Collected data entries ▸
use std::path::Path;
use std::sync::Arc;

use chrono::Utc;
use serde::Serialize;
use travelmapp_core::{ClientConfig, ImageUpload, Place, PlaceId, PlacesRepository};

use crate::auth::SupabaseAuthService;
use crate::error::CliError;

const MAX_RATING: f64 = 5.0;

#[derive(Debug, Serialize)]
pub struct PlaceListItem {
    pub id: String,
    pub name: String,
    pub description: String,
    pub image_url: String,
    pub rating: f64,
    pub created_at: i64,
    pub created_at_iso: String,
    pub relative_time: String,
    pub owner_id: String,
}

/// Repository bound to the session restored from the keychain.
pub async fn connect() -> Result<PlacesRepository, CliError> {
    let config = ClientConfig::from_env()?;
    let auth = SupabaseAuthService::from_config(&config)?;
    if auth.restore_session().await?.is_none() {
        tracing::debug!("No stored session, continuing signed out");
    }

    Ok(PlacesRepository::from_config(&config, Arc::new(auth.session()))?)
}

pub fn format_place_lines(places: &[Place]) -> Vec<String> {
    let now_ms = Utc::now().timestamp_millis();
    places
        .iter()
        .map(|place| {
            let name = truncate(&place.name, 32);
            let stars = render_rating(place.rating);
            let relative_time = format_relative_time(place.created_at, now_ms);
            let photo = if place.has_image() { "  [photo]" } else { "" };
            format!(
                "{:<36}  {name:<32}  {stars:<5}  {relative_time}{photo}",
                place.id.as_str()
            )
        })
        .collect()
}

pub fn format_place_details(place: &Place) -> Vec<String> {
    let mut lines = vec![
        format!("ID:          {}", place.id),
        format!("Name:        {}", place.name),
        format!("Rating:      {} ({})", render_rating(place.rating), place.rating),
        format!("Created:     {}", format_timestamp(place.created_at)),
        format!("Owner:       {}", place.owner_id),
    ];
    if place.has_image() {
        lines.push(format!("Photo:       {}", place.image_url));
    }
    if !place.description.trim().is_empty() {
        lines.push(String::new());
        lines.push(place.description.clone());
    }
    lines
}

pub fn place_to_list_item(place: &Place) -> PlaceListItem {
    let now_ms = Utc::now().timestamp_millis();
    PlaceListItem {
        id: place.id.to_string(),
        name: place.name.clone(),
        description: place.description.clone(),
        image_url: place.image_url.clone(),
        rating: place.rating,
        created_at: place.created_at,
        created_at_iso: format_timestamp(place.created_at),
        relative_time: format_relative_time(place.created_at, now_ms),
        owner_id: place.owner_id.to_string(),
    }
}

/// Whole stars, rounded down, on a five star scale.
pub fn render_rating(rating: f64) -> String {
    let clamped = rating.clamp(0.0, MAX_RATING);
    #[allow(clippy::cast_possible_truncation, clippy::cast_sign_loss)]
    let filled = clamped.floor() as usize;
    format!("{}{}", "*".repeat(filled), ".".repeat(5 - filled))
}

pub fn format_timestamp(timestamp_ms: i64) -> String {
    chrono::DateTime::from_timestamp_millis(timestamp_ms).map_or_else(
        || timestamp_ms.to_string(),
        |date_time| date_time.format("%Y-%m-%d %H:%M:%S UTC").to_string(),
    )
}

pub fn format_relative_time(timestamp_ms: i64, now_ms: i64) -> String {
    let diff = now_ms.saturating_sub(timestamp_ms);
    let minute = 60_000;
    let hour = 60 * minute;
    let day = 24 * hour;
    let week = 7 * day;
    let month = 30 * day;
    let year = 365 * day;

    if diff < minute {
        "just now".to_string()
    } else if diff < hour {
        format!("{}m ago", diff / minute)
    } else if diff < day {
        format!("{}h ago", diff / hour)
    } else if diff < week {
        format!("{}d ago", diff / day)
    } else if diff < month {
        format!("{}w ago", diff / week)
    } else if diff < year {
        format!("{}mo ago", diff / month)
    } else {
        format!("{}y ago", diff / year)
    }
}

fn truncate(value: &str, max_chars: usize) -> String {
    let collapsed = value.split_whitespace().collect::<Vec<_>>().join(" ");
    if collapsed.chars().count() <= max_chars {
        collapsed
    } else {
        let mut truncated = collapsed
            .chars()
            .take(max_chars.saturating_sub(3))
            .collect::<String>();
        truncated.push_str("...");
        truncated
    }
}

pub fn normalize_name(name: &str) -> Result<String, CliError> {
    let trimmed = name.trim();
    if trimmed.is_empty() {
        Err(CliError::EmptyName)
    } else {
        Ok(trimmed.to_string())
    }
}

pub fn validate_rating(rating: f64) -> Result<f64, CliError> {
    if rating.is_finite() && (0.0..=MAX_RATING).contains(&rating) {
        Ok(rating)
    } else {
        Err(CliError::InvalidRating(rating))
    }
}

pub fn normalize_place_id(id: &str) -> Result<PlaceId, CliError> {
    let trimmed = id.trim();
    if trimmed.is_empty() {
        Err(CliError::EmptyPlaceId)
    } else {
        Ok(PlaceId::from(trimmed))
    }
}

/// Read a photo from disk, guessing its content type from the extension.
pub async fn read_image(path: &Path) -> Result<ImageUpload, CliError> {
    let bytes = tokio::fs::read(path)
        .await
        .map_err(|source| CliError::ImageRead {
            path: path.to_path_buf(),
            source,
        })?;
    let content_type = mime_guess::from_path(path)
        .first_or_octet_stream()
        .essence_str()
        .to_string();

    Ok(ImageUpload::new(path.to_string_lossy(), bytes).with_content_type(content_type))
}

pub async fn read_optional_image(path: Option<&Path>) -> Result<Option<ImageUpload>, CliError> {
    match path {
        Some(path) => Ok(Some(read_image(path).await?)),
        None => Ok(None),
    }
}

About this task ▸ Retype exactly the lines of the data above that fall between the line with "use chrono::Utc;" and the line with "let config = ClientConfig::from_env()?;", inclusive, and add nothing.

Task solution ▸
use chrono::Utc;
use serde::Serialize;
use travelmapp_core::{ClientConfig, ImageUpload, Place, PlaceId, PlacesRepository};

use crate::auth::SupabaseAuthService;
use crate::error::CliError;

const MAX_RATING: f64 = 5.0;

#[derive(Debug, Serialize)]
pub struct PlaceListItem {
    pub id: String,
    pub name: String,
    pub description: String,
    pub image_url: String,
    pub rating: f64,
    pub created_at: i64,
    pub created_at_iso: String,
    pub relative_time: String,
    pub owner_id: String,
}

/// Repository bound to the session restored from the keychain.
pub async fn connect() -> Result<PlacesRepository, CliError> {
    let config = ClientConfig::from_env()?;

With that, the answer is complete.